Background: Graft survival rate of kidney transplantation recipients improves after induction therapy. However, there is no conclusive evidence on which regimen is superior for deceased donor kidney transplantation (DDKT). This study aims at discussing effective induction therapy in DDKT.
Methods: Between 2003 and 2016, 395 DDKT recipients were divided into three groups following induction therapy. Recipients of the basiliximab group (n=184) received basiliximab (20 mg/kg) on days 0 and 4. Recipients of the low-dose rabbit anti-thymocyte globulin (rATG) group (n=113) received rATG (1.5 mg/kg) on days 0, 1, and 2, while those of the high-dose rATG group (n=98) received it for more than 4 days. We retrospectively reviewed and analyzed the clinical outcomes and adverse effects of induction therapy.
Results: Compared to other groups, the low-dose rATG group donors were older (P<0.001); rATG group donors had higher serum creatinine levels (P<0.001), and the basiliximab group showed a lower delayed graft function rate (P=0.004). In graft failure, the low-dose rATG group did not differ significantly from the basiliximab group (P=0.080), but was significantly different from the high-dose rATG group (P=0.004). Conclusions: The low-dose rATG group had the best graft survival rate, although it had older donors and higher serum creatinine levels. Therefore, low-dose rATG may be considered an effective induction therapy in DDKT. Copyright:

INTRODUCTION

In recent years, short- and long-term graft survival rates have improved for recipients of kidneys from both living and deceased donors [1,2]. Development of induction therapy played a significant role in this improvement, typically rabbit anti-thymocyte globulin (rATG) and basiliximab.

Because rATG targets multiple surface antigens on T-cells, its consumption of T-cells is more effective, as are other effects on NK cells and B-cells [3,4]. Basiliximab is a monoclonal antibody for the interleukin-2 receptor that can effectively inhibit T-cell proliferation and activation mediated by interleukin-2 [5]. Both have been shown to reduce the incidence of acute rejection (AR) and delayed graft function (DGF) after renal transplantation [6-8]. These two outcomes are important because in the posttransplantation period, AR significantly reduces long-term graft survival [9], and DGF may increase the incidence of AR, having negative effects on long-term graft and patient survival [10,11].

Compared with basiliximab, rATG is effective at lowering AR and DGF rates, but studies have shown that the incidence of infection and malignancy is significantly higher in patients receiving rATG [12]. As a result, rATG and basiliximab have been actively studied, and both rATG dose and basiliximab efficacy are the subject of considerable controversy.
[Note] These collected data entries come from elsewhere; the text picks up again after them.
//! Configuration loader and validator for the scheduling bridge.
use serde::{Deserialize, Serialize};
use std::fs;
use std::path::Path;
use std::time::Duration;
use thiserror::Error;

#[derive(Debug, Error)]
pub enum ConfigError {
    #[error("I/O error: {0}")]
    Io(#[from] std::io::Error),
    #[error("YAML parse error: {0}")]
    Parse(#[from] serde_yaml::Error),
    #[error("Invalid configuration: {0}")]
    Invalid(&'static str),
}

/// Root configuration struct mirroring the YAML schema exactly.
#[derive(Debug, Clone, Serialize, Deserialize, PartialEq, Eq)]
pub struct Config {
    pub app: App,
    pub wfm: Remote,
    pub frontend: Remote,
    pub engine: Engine,
    pub sync: Sync,
}

/// App-level settings.
#[derive(Debug, Clone, Serialize, Deserialize, PartialEq, Eq)]
pub struct App {
    pub data_dir: String,
    pub poll_interval_ms: u64,
    pub max_backoff_seconds: u64,
}

/// Connection settings for a remote JSON API.
#[derive(Debug, Clone, Serialize, Deserialize, PartialEq, Eq)]
pub struct Remote {
    pub base_url: String,
    pub token: String,
}

/// Change-dispatch engine tuning.
#[derive(Debug, Clone, Serialize, Deserialize, PartialEq, Eq)]
pub struct Engine {
    pub lease_attempts: u32,
    pub lease_retry_ms: u64,
    pub lease_ttl_seconds: u64,
    pub ledger_recheck_ms: u64,
    /// An `InProgress` ledger marker older than this may be claimed again.
    pub ledger_stale_seconds: u64,
    pub auto_approve_swaps: bool,
    pub auto_approve_delay_seconds: u64,
}

/// Periodic pull-sync settings.
#[derive(Debug, Clone, Serialize, Deserialize, PartialEq, Eq)]
pub struct Sync {
    pub interval_seconds: u64,
    pub max_batch_size: usize,
    pub weeks_behind: u32,
    pub weeks_ahead: u32,
    pub share_after_sync: bool,
}

/// Runtime view of [`Engine`] handed to handlers and repositories.
#[derive(Debug, Clone, PartialEq, Eq)]
pub struct EngineSettings {
    pub lease_attempts: u32,
    pub lease_retry: Duration,
    pub lease_ttl_seconds: u64,
    pub ledger_recheck: Duration,
    pub ledger_stale_seconds: u64,
    pub auto_approve_swaps: bool,
    pub auto_approve_delay_seconds: u64,
}

impl Default for EngineSettings {
    fn default() -> Self {
        Self {
            lease_attempts: 10,
            lease_retry: Duration::from_millis(200),
            lease_ttl_seconds: 60,
            ledger_recheck: Duration::from_secs(2),
            ledger_stale_seconds: 120,
            auto_approve_swaps: false,
            auto_approve_delay_seconds: 300,
        }
    }
}

impl Config {
    /// Ensure required directories exist (creates `app.data_dir` if missing).
    pub fn ensure_dirs(&self) -> Result<(), std::io::Error> {
        if self.app.data_dir.trim().is_empty() {
            return Ok(());
        }
        fs::create_dir_all(self.resolved_data_dir())
    }

    /// `app.data_dir` with a leading `~/` expanded to `$HOME`.
    pub fn resolved_data_dir(&self) -> String {
        match self.app.data_dir.strip_prefix("~/") {
            Some(rest) => match std::env::var("HOME") {
                Ok(home) => format!("{}/{}", home.trim_end_matches('/'), rest),
                Err(_) => self.app.data_dir.clone(),
            },
            None => self.app.data_dir.clone(),
        }
    }

    pub fn database_url(&self) -> String {
        std::env::var("DATABASE_URL")
            .unwrap_or_else(|_| format!("sqlite://{}/shiftbridge.db", self.resolved_data_dir()))
    }

    pub fn engine_settings(&self) -> EngineSettings {
        EngineSettings {
            lease_attempts: self.engine.lease_attempts,
            lease_retry: Duration::from_millis(self.engine.lease_retry_ms),
            lease_ttl_seconds: self.engine.lease_ttl_seconds,
            ledger_recheck: Duration::from_millis(self.engine.ledger_recheck_ms),
            ledger_stale_seconds: self.engine.ledger_stale_seconds,
            auto_approve_swaps: self.engine.auto_approve_swaps,
            auto_approve_delay_seconds: self.engine.auto_approve_delay_seconds,
        }
    }
}

/// Load configuration from a YAML file and validate it.
/// - If `path` is None, uses `config.yaml` in the current working directory.
pub fn load(path: Option<&Path>) -> Result<Config, ConfigError> {
    let path = path.unwrap_or_else(|| Path::new("config.yaml"));
    let content = fs::read_to_string(path)?;
    let cfg: Config = serde_yaml::from_str(&content)?;
    validate(&cfg)?;
    Ok(cfg)
}

/// Validate a configuration instance.
fn validate(cfg: &Config) -> Result<(), ConfigError> {
    if cfg.app.data_dir.trim().is_empty() {
        return Err(ConfigError::Invalid("app.data_dir must be non-empty"));
    }
    if cfg.app.poll_interval_ms == 0 {
        return Err(ConfigError::Invalid("app.poll_interval_ms must be > 0"));
    }

    if cfg.wfm.base_url.trim().is_empty() {
        return Err(ConfigError::Invalid("wfm.base_url must be non-empty"));
    }
    if cfg.wfm.token.trim().is_empty() {
        return Err(ConfigError::Invalid("wfm.token must be non-empty"));
    }
    if cfg.frontend.base_url.trim().is_empty() {
        return Err(ConfigError::Invalid("frontend.base_url must be non-empty"));
    }
    if cfg.frontend.token.trim().is_empty() {
        return Err(ConfigError::Invalid("frontend.token must be non-empty"));
    }

    if cfg.engine.lease_attempts == 0 {
        return Err(ConfigError::Invalid("engine.lease_attempts must be > 0"));
    }
    if cfg.engine.lease_ttl_seconds == 0 {
        return Err(ConfigError::Invalid("engine.lease_ttl_seconds must be > 0"));
    }
    if cfg.engine.ledger_stale_seconds == 0 {
        return Err(ConfigError::Invalid("engine.ledger_stale_seconds must be > 0"));
    }

    if cfg.sync.interval_seconds == 0 {
        return Err(ConfigError::Invalid("sync.interval_seconds must be > 0"));
    }
    if cfg.sync.max_batch_size == 0 {
        return Err(ConfigError::Invalid("sync.max_batch_size must be > 0"));
    }

    Ok(())
}

/// Returns a complete sample configuration.
pub fn example() -> &'static str {
    r#"app:
  data_dir: "./data"
  poll_interval_ms: 500
  max_backoff_seconds: 60

wfm:
  base_url: "https://wfm.example.com/api/"
  token: "YOUR_WFM_API_TOKEN"

frontend:
  base_url: "https://scheduling.example.com/v1.0/"
  token: "YOUR_FRONTEND_API_TOKEN"

engine:
  lease_attempts: 10
  lease_retry_ms: 200
  lease_ttl_seconds: 60
  ledger_recheck_ms: 2000
  ledger_stale_seconds: 120
  auto_approve_swaps: true
  auto_approve_delay_seconds: 300

sync:
  interval_seconds: 900
  max_batch_size: 100
  weeks_behind: 1
  weeks_ahead: 3
  share_after_sync: true
"#
}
Additionally, few studies on low-dose rATG have been published. The purpose of this study is to discuss effective induction treatment strategies through a multidisciplinary analysis of high-dose rATG, low-dose rATG, and basiliximab treatments in deceased donor kidney transplantation (DDKT) at Samsung Medical Center, Korea, from 2003–2016.

METHODS

Study Design

This retrospective, single-center study analyzed Samsung Medical Center’s electronic medical records and kidney transplantation database. We screened 542 recipients who underwent DDKT between June 2003 and April 2006. We excluded 66 recipients who underwent kidney retransplantation, 26 who underwent multiorgan transplantation, and 22 pediatric recipients. In induction therapy, four no-induction recipients, 21 added rituximab recipients, and eight alemtuzumab recipients were excluded. The remaining 395 recipients were divided into three groups. Group 1 (n=184) received basiliximab, group 2 (n=98) received high-dose rATG, and group 3 (n=113) received low-dose rATG. This study protocol was reviewed and approved by the Institutional Review Board of Samsung Medical Center, Sungkyunkwan University School of Medicine (IRB No. SMC2019-05-057).

Induction Therapy

For their induction-immunosuppressive agents, recipients in group 1 received an interleukin-2 receptor antagonist induction (Basiliximab, Novartis Pharmaceuticals, Basel, Switzerland; 20 mg/kg, two doses on days 0 and 4), recipients in group 3 received rATG (Genzyme, Cambridge, MA, USA; 1.5 mg/kg, three doses on days 0, 1, and 2), and those in group 2 received rATG for more than 4 days. Standard criteria donor recipients received basiliximab, and expanded criteria donor recipients received rATG. Before 2007, most recipients belonged to group 2, contrary to post 2007 when most belonged to group 3.

Maintenance Therapy

When oral intake was possible, all recipients were initiated on tacrolimus (Prograf, Astellas Pharma US, Deerfield, IL, USA; 0.1 mg/kg/day with a target trough level of 8–10 ng/mL until 1 month after surgery and then at 5–8 ng/mL) and mycophenolate (CellCept, Roche Laboratories, Nutley, NJ, USA; 750 mg twice daily) at the time of admission. All recipients were given 500 mg of intravenous methylprednisolone during the operation until postoperative day 2, followed by a tapered dose of 60 mg per day for 5 days and prednisolone 8 mg, twice per day, for a month (starting on postoperative day 8). Then, recipients received 4 mg of methylprednisolone twice daily for 2 months.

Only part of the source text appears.